MANCHAMENTO DE CITOCINA INTRACELULAR

[0355] A fim de quantificar as respostas das células T específicas da vacina, os esplenócitos foram isolados de cinco camundongos por grupo após a vacinação. Os eritrócitos foram lisados com o uso de tampão de lise de eritrócitos (eBioscience) e ressuspensos em cRPMI 1640 (FBS a 10%, penicilina/estreptomicina a 1%; 2-mercaptoetanol a 0,1%). As células foram plaqueadas a 10 células/cavidade em placas de 96 cavidades e foram estimuladas durante 2 horas com meio ou antígeno rHA (10 μg/ml) a 37 °C. Foi adicionado 1:50 de GolgiPlug (BD Biosciences) e as células foram incubadas durante mais 8 horas a 37 °C. As células foram lavadas e coradas à superfície com anticorpos marcados com fluorocromo a 1:100 em BSA-PBS a 1% para CD4 (clone RM4-5), CD8 (clone 53-6. 7), CD44 (clone IM7) e B220 (RA3- 6B2) (BioLegend e eBioscience) na presença de anti-CD16/32 (clone 93) por 15 minutos no escuro à temperatura ambiente. As células foram fixadas e permeabilizadas com Cytofix/Cytoperm (BD Biosciences) durante 30 minutos à temperatura ambiente no escuro.
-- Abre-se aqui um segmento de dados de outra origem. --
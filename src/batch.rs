//! Batch conversion: walk a source directory and convert every Markdown
//! file, isolating per-file failures.
//!
//! ## Failure isolation
//!
//! A batch run touches many documents; one corrupt file must not cost the
//! user the other forty-nine. Every error below the directory level —
//! frontmatter, engine, artifact validation — is captured in that
//! (file, format) pair's [`FileOutcome`] and the walk continues. Only setup
//! errors (missing source directory, unusable destination) abort the run.
//!
//! ## Ordering
//!
//! Files are discovered in sorted order so batch runs are deterministic and
//! the collision resolver assigns `_2`, `_3`, … suffixes reproducibly.

use crate::config::{PdfEngine, TargetFormat};
use crate::convert::{ConvertJob, Converter};
use crate::error::Md2DocError;
use crate::frontmatter;
use crate::naming::{output_file_name, NameRegistry, Resolution};
use serde::Serialize;
use std::fmt;
use std::path::{Path, PathBuf};
use tracing::{info, warn};
use walkdir::WalkDir;

/// Options for one batch invocation.
#[derive(Debug, Clone, Default)]
pub struct BatchOptions {
    /// Mirror subdirectories of the source into the destination.
    pub recursive: bool,
    /// Overwrite pre-existing output files instead of skipping them.
    pub overwrite: bool,
    /// Profile applied to every file.
    pub profile: Option<String>,
    /// Template applied to every docx conversion.
    pub template: Option<PathBuf>,
    /// Formats produced per file; empty means docx only.
    pub formats: Vec<TargetFormat>,
    /// Explicit PDF engine for PDF targets.
    pub pdf_engine: Option<PdfEngine>,
}

/// Terminal state of one (file, format) attempt.
#[derive(Debug, Clone, Copy, PartialEq, Eq, Serialize)]
#[serde(rename_all = "lowercase")]
pub enum OutcomeStatus {
    Succeeded,
    Skipped,
    Failed,
}

/// Record of one conversion attempt within a batch.
#[derive(Debug, Clone, Serialize)]
pub struct FileOutcome {
    pub source: PathBuf,
    pub format: TargetFormat,
    pub status: OutcomeStatus,
    /// Produced (or, for skips, blocking) output path.
    #[serde(skip_serializing_if = "Option::is_none")]
    pub output: Option<PathBuf>,
    /// Human-readable error detail for failed attempts.
    #[serde(skip_serializing_if = "Option::is_none")]
    pub error: Option<String>,
}

/// Aggregated result of a batch run.
#[derive(Debug, Default, Serialize)]
pub struct BatchResult {
    pub succeeded: usize,
    pub skipped: usize,
    pub failed: usize,
    /// One record per attempted (file, format) pair, in discovery order.
    pub outcomes: Vec<FileOutcome>,
}

impl BatchResult {
    /// True when nothing failed (skips are not failures).
    pub fn is_success(&self) -> bool {
        self.failed == 0
    }

    fn record(&mut self, outcome: FileOutcome) {
        match outcome.status {
            OutcomeStatus::Succeeded => self.succeeded += 1,
            OutcomeStatus::Skipped => self.skipped += 1,
            OutcomeStatus::Failed => self.failed += 1,
        }
        self.outcomes.push(outcome);
    }
}

impl fmt::Display for BatchResult {
    fn fmt(&self, f: &mut fmt::Formatter<'_>) -> fmt::Result {
        write!(
            f,
            "Batch conversion complete: {} successful, {} skipped, {} failed",
            self.succeeded, self.skipped, self.failed
        )
    }
}

/// Convert every Markdown file under `input_dir` into `output_dir`.
pub async fn convert_batch(
    converter: &Converter,
    input_dir: &Path,
    output_dir: &Path,
    options: &BatchOptions,
) -> Result<BatchResult, Md2DocError> {
    if !input_dir.exists() {
        return Err(Md2DocError::InputNotFound {
            path: input_dir.to_path_buf(),
        });
    }
    if !input_dir.is_dir() {
        return Err(Md2DocError::NotADirectory {
            path: input_dir.to_path_buf(),
        });
    }
    if output_dir.exists() && !output_dir.is_dir() {
        return Err(Md2DocError::OutputPathInvalid {
            path: output_dir.to_path_buf(),
            detail: "destination exists and is not a directory".into(),
        });
    }
    tokio::fs::create_dir_all(output_dir)
        .await
        .map_err(|e| Md2DocError::OutputWriteFailed {
            path: output_dir.to_path_buf(),
            source: e,
        })?;

    let mut result = BatchResult::default();

    let files = discover_files(input_dir, options.recursive);
    if files.is_empty() {
        warn!("no Markdown files found in {}", input_dir.display());
        return Ok(result);
    }

    let formats: Vec<TargetFormat> = if options.formats.is_empty() {
        vec![TargetFormat::Docx]
    } else {
        options.formats.clone()
    };

    info!("found {} Markdown file(s) to process", files.len());
    info!(
        "output formats: {}",
        formats
            .iter()
            .map(TargetFormat::to_string)
            .collect::<Vec<_>>()
            .join(", ")
    );

    let progress = converter.config().progress.clone();
    if let Some(cb) = &progress {
        cb.on_batch_start(files.len() * formats.len());
    }

    // Claimed output names for this run only; dropped with the function.
    let mut registry = NameRegistry::new();

    for file in &files {
        let output_subdir = if options.recursive {
            match file.strip_prefix(input_dir).ok().and_then(Path::parent) {
                Some(rel) => output_dir.join(rel),
                None => output_dir.to_path_buf(),
            }
        } else {
            output_dir.to_path_buf()
        };

        // The title drives output naming. A frontmatter error fails this
        // file for every requested format but never the batch.
        let title = match frontmatter::parse_file(file, converter.config().unknown_keys).await {
            Ok(parsed) => parsed.metadata.title,
            Err(e) => {
                warn!("failed to parse {}: {e}", file.display());
                for format in &formats {
                    let outcome = FileOutcome {
                        source: file.clone(),
                        format: *format,
                        status: OutcomeStatus::Failed,
                        output: None,
                        error: Some(e.to_string()),
                    };
                    if let Some(cb) = &progress {
                        cb.on_file_start(file, *format);
                        cb.on_file_done(&outcome);
                    }
                    result.record(outcome);
                }
                continue;
            }
        };

        for format in &formats {
            if let Some(cb) = &progress {
                cb.on_file_start(file, *format);
            }

            let file_name = output_file_name(file, title.as_deref(), None, *format);
            let outcome = match registry.resolve(&output_subdir, &file_name, options.overwrite)
            {
                Resolution::Skip(existing) => {
                    info!(
                        "skipping {} -> {format} (output exists: {})",
                        file.display(),
                        existing.display()
                    );
                    FileOutcome {
                        source: file.clone(),
                        format: *format,
                        status: OutcomeStatus::Skipped,
                        output: Some(existing),
                        error: None,
                    }
                }
                Resolution::Claim(output_path) => {
                    convert_one(converter, file, output_path, *format, options).await
                }
            };

            if let Some(cb) = &progress {
                cb.on_file_done(&outcome);
            }
            result.record(outcome);
        }
    }

    if let Some(cb) = &progress {
        cb.on_batch_complete(result.succeeded, result.skipped, result.failed);
    }
    info!("{result}");
    Ok(result)
}

/// Run the single-file path for one claimed output, capturing any error.
async fn convert_one(
    converter: &Converter,
    file: &Path,
    output_path: PathBuf,
    format: TargetFormat,
    options: &BatchOptions,
) -> FileOutcome {
    let job = ConvertJob {
        input: file.to_path_buf(),
        output: Some(output_path.clone()),
        template: options.template.clone(),
        profile: options.profile.clone(),
        overrides: Vec::new(),
        extra_args: Vec::new(),
        format,
        pdf_engine: options.pdf_engine,
    };

    match converter.convert(&job).await {
        Ok(produced) => FileOutcome {
            source: file.to_path_buf(),
            format,
            status: OutcomeStatus::Succeeded,
            output: Some(produced),
            error: None,
        },
        Err(e) => {
            warn!("failed to convert {} to {format}: {e}", file.display());
            FileOutcome {
                source: file.to_path_buf(),
                format,
                status: OutcomeStatus::Failed,
                output: Some(output_path),
                error: Some(e.to_string()),
            }
        }
    }
}

/// Enumerate Markdown files (by `.md` extension, case-insensitive) in sorted
/// order. Recursive mode walks subdirectories depth-first.
fn discover_files(input_dir: &Path, recursive: bool) -> Vec<PathBuf> {
    let max_depth = if recursive { usize::MAX } else { 1 };
    WalkDir::new(input_dir)
        .max_depth(max_depth)
        .sort_by_file_name()
        .into_iter()
        .filter_map(|entry| entry.ok())
        .filter(|entry| entry.file_type().is_file())
        .map(|entry| entry.into_path())
        .filter(|path| {
            path.extension()
                .map(|e| e.eq_ignore_ascii_case("md"))
                .unwrap_or(false)
        })
        .collect()
}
As células foram lavadas com Perm/Wash (BD Biosciences) e manchadas com anticorpos marcados com fluorocromo para detectar citocinas intracelulares da seguinte forma: IFN-y (clone XMG-1.2), IL-2 (JES6-5H4), TNF (MP6- XT22), IL-5 (clone: TRFK5) e IL-10 (clone: JES5-16E3) (BioLegend e eBioscience). O manchamento foi executado por 15 minutos à temperatura ambiente no escuro. As células foram lavadas, ressuspensas em BSA-PBS a 1% e filtradas com o uso de uma placa de filtro PP/PE 96 de 30 a 40 ppm (Pall Corp). Até 106 eventos foram coletados em um citômeto de fluxo LSR Fortessa de quatro lasers (BD Biosciences). Os dados foram analisados com FlowJo (Treestar).

RESULTADOS

[0356] Os lipossomas baseados em DPPC modificados com fosfolipídeos aniônicos, catiônicos ou PEGuilados e um lipossoma neutro à base de DOPC foram fabricados pela técnica de filme fino seguida por sonicação. Os lipossomas foram fabricados a uma concentração elevada de 3M-052 de 1 mg/ml de modo a destacar qualquer tendência para incompatibilidade com as várias composições de lipossomas. Após dois lotes separados para cada lipossoma, o lipossoma PEGuilado e o lipossoma de DOPC demonstraram uma aparência translúcida e o menor tamanho de partícula e polidispersão após a sonicação (Tabela 5).TABELA 5: PROPRIEDADES DE FORMULAÇÃO DE FORMULAÇÕES DE LIPOSSOMA E EMULSÃO DE 3M-052* Lipossomas e emulsões foram fabricados para conter 1 mg/ml de 3M-052 ou 0,04 mg/ml de 3M-052, respectivamente

[0357] O lipossoma PEGuilado foi selecionado para avaliação in vivo e estabilidade adicional. Os lipossomas PEGuilados foram carregados negativamente (Tabela 6), mais provavelmente devido ao grupo fosfato aniônico de DPPE-PEG750.TABELA 6: POTENCIAIS ZETA DE FORMULAÇÕES REPRESENTATIVAS DE LIPOSSOMA E EMULSÃO CONTENDO 3M-052 O teor de 3M-052 não foi medido para esses lotes, mas foi estimado em 0,04 mg/ml com base nos lotes subsequentes fabricados usando o mesmo processo.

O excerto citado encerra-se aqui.